--- WORKING DATA ---

// Copyright 2024
//
// Licensed under the Apache License, Version 2.0 (the "License");
// you may not use this file except in compliance with the License.
// You may obtain a copy of the License at
//
//      http://www.apache.org/licenses/LICENSE-2.0
//
// Unless required by applicable law or agreed to in writing, software
// distributed under the License is distributed on an "AS IS" BASIS,
// WITHOUT WARRANTIES OR CONDITIONS OF ANY KIND, either express or implied.
// See the License for the specific language governing permissions and
// limitations under the License.

//! Unbuffered chunk encoder.
//!
//! [`ChunkEncoder`] turns every call to [`ChunkEncoder::write_data`] into one
//! or more data chunks immediately. It is the building block for the
//! buffering [`FramedWriter`](crate::writer::FramedWriter), and can be used
//! directly when callers already write in block-sized pieces.

use std::io::{self, Write};
use std::mem;

use log::{debug, trace, warn};

use crate::chunks::{write_data_chunk_prefix, ChunkType, DATA_CHUNK_PREFIX_SIZE};
use crate::compression::{BlockCodec, SnappyCodec};
use crate::constants::{MAX_BLOCK_SIZE, STREAM_IDENTIFIER};
use crate::error::{FramedError, Result};
use crate::hash::block_checksum;

/// Configuration options shared by [`ChunkEncoder`] and
/// [`FramedWriter`](crate::writer::FramedWriter).
#[derive(Debug, Clone)]
pub struct FramedWriterConfig {
    /// Maximum number of raw bytes per data chunk (default: 64 KiB).
    ///
    /// NOTE: Real streams should always use `MAX_BLOCK_SIZE`; smaller sizes
    /// exist so tests can produce many chunks from little data.
    pub block_size: usize,
}

impl Default for FramedWriterConfig {
    fn default() -> Self {
        Self {
            block_size: MAX_BLOCK_SIZE,
        }
    }
}

impl FramedWriterConfig {
    /// Creates a new FramedWriterConfig with a custom block size.
    ///
    /// Returns an error unless `1 <= block_size <= MAX_BLOCK_SIZE`.
    pub fn with_block_size(block_size: usize) -> Result<Self> {
        let config = Self { block_size };
        config.validate()?;
        Ok(config)
    }

    pub(crate) fn validate(&self) -> Result<()> {
        if self.block_size == 0 || self.block_size > MAX_BLOCK_SIZE {
            return Err(FramedError::InvalidConfig(format!(
                "Block size ({}) must be between 1 and {}",
                self.block_size, MAX_BLOCK_SIZE
            )));
        }
        Ok(())
    }
}

/// Lifecycle of an encoder.
#[derive(Debug, Clone)]
pub(crate) enum EncoderState {
    /// Accepting data.
    Open,
    /// A sink or codec failure was latched; every call returns it until reset.
    Failed(FramedError),
    /// Closed by the caller; every call fails until reset.
    Closed,
}

/// Encoder producing a framed Snappy chunk stream.
///
/// Each call to [`write_data`](Self::write_data) splits its input into blocks
/// of at most `block_size` bytes and writes one data chunk per block. The
/// stream identifier is written before the first data chunk.
///
/// # Example
///
/// ```
/// use snapframe::encoder::ChunkEncoder;
///
/// let mut encoder = ChunkEncoder::new(Vec::new());
/// encoder.write_data(b"hello").unwrap();
///
/// let stream = encoder.into_inner();
/// assert_eq!(&stream[..4], &[0xff, 0x06, 0x00, 0x00]);
/// ```
pub struct ChunkEncoder<Sink: Write, C: BlockCodec = SnappyCodec> {
    /// The underlying sink.
    sink: Sink,

    /// Block compressor.
    codec: C,

    /// Configuration for the encoder.
    config: FramedWriterConfig,

    /// Scratch space for the chunk header and checksum.
    prefix: [u8; DATA_CHUNK_PREFIX_SIZE],

    /// Scratch space for compressed blocks, reused across chunks.
    encoded: Vec<u8>,

    /// Whether the stream identifier has been written since construction or reset.
    sent_stream_identifier: bool,

    /// Current state of the encoder.
    state: EncoderState,
}

impl<Sink: Write> ChunkEncoder<Sink> {
    /// Creates a new ChunkEncoder with the Snappy codec and default configuration.
    pub fn new(sink: Sink) -> Self {
        Self::build(sink, SnappyCodec::new(), FramedWriterConfig::default())
    }

    /// Creates a new ChunkEncoder with the Snappy codec and custom configuration.
    pub fn with_config(sink: Sink, config: FramedWriterConfig) -> Result<Self> {
        Self::with_codec(sink, SnappyCodec::new(), config)
    }
}

impl<Sink: Write, C: BlockCodec> ChunkEncoder<Sink, C> {
    /// Creates a new ChunkEncoder using the given block codec.
    pub fn with_codec(sink: Sink, codec: C, config: FramedWriterConfig) -> Result<Self> {
        config.validate()?;
        Ok(Self::build(sink, codec, config))
    }

    fn build(sink: Sink, codec: C, config: FramedWriterConfig) -> Self {
        Self {
            sink,
            codec,
            config,
            prefix: [0u8; DATA_CHUNK_PREFIX_SIZE],
            encoded: Vec::new(),
            sent_stream_identifier: false,
            state: EncoderState::Open,
        }
    }

    /// Returns the encoder configuration.
    pub fn config(&self) -> &FramedWriterConfig {
        &self.config
    }

    /// Fails with the latched error or the closed error unless the encoder is open.
    pub(crate) fn check_open(&self) -> Result<()> {
        match &self.state {
            EncoderState::Open => Ok(()),
            EncoderState::Failed(err) => Err(err.clone()),
            EncoderState::Closed => Err(FramedError::WritingClosedStream),
        }
    }

    /// Latches `err` so that every later call returns it.
    fn fail(&mut self, err: FramedError) -> FramedError {
        warn!("Encoder failed, latching error: {}", err);
        self.state = EncoderState::Failed(err.clone());
        err
    }

    /// Encodes `data` as a sequence of data chunks and writes them to the sink.
    ///
    /// Returns `data.len()` on success. On failure nothing is reported as
    /// written and the error is latched until [`reset`](Self::reset).
    pub fn write_data(&mut self, data: &[u8]) -> Result<usize> {
        self.check_open()?;

        for block in data.chunks(self.config.block_size) {
            if let Err(e) = self.write_block(block) {
                return Err(self.fail(e));
            }
        }

        Ok(data.len())
    }

    /// Writes a single block (at most `block_size` bytes) as one data chunk.
    fn write_block(&mut self, block: &[u8]) -> Result<()> {
        debug_assert!(block.len() <= self.config.block_size);

        let compressed_len = self.codec.compress(block, &mut self.encoded)?;

        // Data that does not shrink is stored as is.
        let (chunk_type, payload) = if compressed_len >= block.len() {
            (ChunkType::Uncompressed, block)
        } else {
            (ChunkType::Compressed, &self.encoded[..compressed_len])
        };

        // The checksum always covers the raw bytes.
        let checksum = block_checksum(block);
        write_data_chunk_prefix(chunk_type, payload.len(), checksum, &mut self.prefix)?;

        if !self.sent_stream_identifier {
            self.sink.write_all(&STREAM_IDENTIFIER)?;
            self.sent_stream_identifier = true;
            debug!("Wrote stream identifier");
        }

        self.sink.write_all(&self.prefix)?;
        self.sink.write_all(payload)?;

        trace!(
            "Wrote {:?} chunk: {} raw bytes as {} payload bytes",
            chunk_type,
            block.len(),
            payload.len()
        );

        Ok(())
    }

    /// Flushes the underlying sink.
    pub fn flush(&mut self) -> Result<()> {
        self.check_open()?;

        if let Err(e) = self.sink.flush() {
            return Err(self.fail(e.into()));
        }
        Ok(())
    }

    /// Flushes the sink and closes the encoder.
    ///
    /// After closing every call fails with
    /// [`FramedError::WritingClosedStream`], including a second `close`.
    /// The sink itself is left untouched.
    pub fn close(&mut self) -> Result<()> {
        self.flush()?;
        self.state = EncoderState::Closed;
        Ok(())
    }

    /// Discards all state and starts a new stream on `sink`.
    ///
    /// The encoder afterwards behaves exactly like a newly constructed one,
    /// but keeps its scratch allocations. Returns the previous sink.
    pub fn reset(&mut self, sink: Sink) -> Sink {
        debug!("Resetting encoder");
        self.state = EncoderState::Open;
        self.sent_stream_identifier = false;
        self.encoded.clear();
        mem::replace(&mut self.sink, sink)
    }

    /// Returns a reference to the underlying sink.
    pub fn get_ref(&self) -> &Sink {
        &self.sink
    }

    /// Returns a mutable reference to the underlying sink.
    ///
    /// Writing to the sink directly will corrupt the stream.
    pub fn get_mut(&mut self) -> &mut Sink {
        &mut self.sink
    }

    /// Returns the underlying sink, consuming self.
    pub fn into_inner(self) -> Sink {
        self.sink
    }
}

impl<Sink: Write, C: BlockCodec> Write for ChunkEncoder<Sink, C> {
    fn write(&mut self, buf: &[u8]) -> io::Result<usize> {
        self.write_data(buf).map_err(io::Error::from)
    }

    fn flush(&mut self) -> io::Result<()> {
        ChunkEncoder::flush(self).map_err(io::Error::from)
    }
}

// Methods for testing only
#[cfg(test)]
impl<Sink: Write, C: BlockCodec> ChunkEncoder<Sink, C> {
    /// Get the current encoder state (testing only)
    pub(crate) fn get_state(&self) -> &EncoderState {
        &self.state
    }

    /// Capacity of the compression scratch buffer (testing only)
    pub(crate) fn scratch_capacity(&self) -> usize {
        self.encoded.capacity()
    }
}
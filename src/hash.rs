// Copyright 2024
//
// Licensed under the Apache License, Version 2.0 (the "License");
// you may not use this file except in compliance with the License.
// You may obtain a copy of the License at
//
//      http://www.apache.org/licenses/LICENSE-2.0
//
// Unless required by applicable law or agreed to in writing, software
// distributed under the License is distributed on an "AS IS" BASIS,
// WITHOUT WARRANTIES OR CONDITIONS OF ANY KIND, either express or implied.
// See the License for the specific language governing permissions and
// limitations under the License.

//! Checksum functionality for framed Snappy streams.
//!
//! Every data chunk carries a masked CRC-32C (Castagnoli) of its decoded bytes.
//! The lookup table is built at compile time and shared read-only.

use crc::{Crc, CRC_32_ISCSI};

use crate::constants::CHECKSUM_MASK_DELTA;

/// CRC-32C (Castagnoli) engine used for chunk checksums.
const CASTAGNOLI: Crc<u32> = Crc::<u32>::new(&CRC_32_ISCSI);

/// Calculate the unmasked CRC-32C of a block of decoded bytes.
pub fn crc32c(data: &[u8]) -> u32 {
    CASTAGNOLI.checksum(data)
}

/// Mask a CRC so that checksums of data containing embedded CRCs stay well distributed.
///
/// This is a fixed transform required for interoperability, not a security measure.
pub fn mask_checksum(crc: u32) -> u32 {
    crc.rotate_right(15).wrapping_add(CHECKSUM_MASK_DELTA)
}

/// Exact inverse of [`mask_checksum`].
pub fn unmask_checksum(masked: u32) -> u32 {
    masked.wrapping_sub(CHECKSUM_MASK_DELTA).rotate_left(15)
}

/// Masked CRC-32C of `data`, the value stored in a data chunk.
pub fn block_checksum(data: &[u8]) -> u32 {
    mask_checksum(crc32c(data))
}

---

> _DESCRIPTION OF THE TASK_:
Please return only the lines from the one that contains "pub fn unmask_checksum(masked: u32)" through the final line of the entries, each exactly as written.

> _RESULT OF THIS EXERCISE_:
pub fn unmask_checksum(masked: u32) -> u32 {
    masked.wrapping_sub(CHECKSUM_MASK_DELTA).rotate_left(15)
}

/// Masked CRC-32C of `data`, the value stored in a data chunk.
pub fn block_checksum(data: &[u8]) -> u32 {
    mask_checksum(crc32c(data))
}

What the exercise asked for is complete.